Que impacto teve a eleição de José Mujica como presidente em 2010?

Mujica, que atualmente é senador, teve a capacidade de prestar atenção ao que a sociedade reclamava. Além disso, as características pessoais de Mujica fazem que seja um ex-presidente mundialmente conhecido. É uma pessoa muito franca. O que pensa diz de imediato, uma postura com que se identifica o cidadão comum que não tem retórica para apresentar os problemas.

Ainda tem influência?

Sim. Em primeiro lugar porque mantém uma relação muito estreita com o atual presidente, porque são do mesmo partido. Também porque Mujica continua a ser uma pessoa muito ouvida, um homem muito equilibrado e muito aberto ao diálogo. Sempre que há dois setores sociais em confronto é procurado para mediar.

Qual é o objetivo da sua visita a Lisboa?

O Uruguai tem fortes laços com Portugal. A Colónia de Sacramento mantém toda a arquitetura portuguesa, de quando os portugueses estiveram no Rio da Prata, e temos interesse em manter vivo esse vínculo entre os países. Porque apesar de, numericamente, a população descendente dos portugueses ser menor do que a descendente de espanhóis ou italianos, existe uma colónia importante e laços afetivos e culturais. Ao Uruguai interessa tudo o que tem que ver com o desenvolvimento científico e tecnológico que fez Portugal.
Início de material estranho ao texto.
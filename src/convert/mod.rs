mod base;
mod cli;
mod engine;

pub use base::NumberBase;
pub use cli::Cli;
pub use engine::{
	convert,
	format,
	parse,
	ConversionError,
	ConversionResult,
	DisplaySet,
	INVALID_MARKER,
};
Queremos um maior desenvolvimento da investigação e interessa-nos ter convénios que permitam o intercâmbio de investigadores, de cientistas. Interessa também o relacionamento fluido em tudo o que tem que ver com o ensino do idioma. Já se incorporou o ensino do português em todas as escolas de fronteira com o Brasil, que é uma fronteira longa. Nós dizemos que os uruguaios falam portunhol, mas queremos que falem português.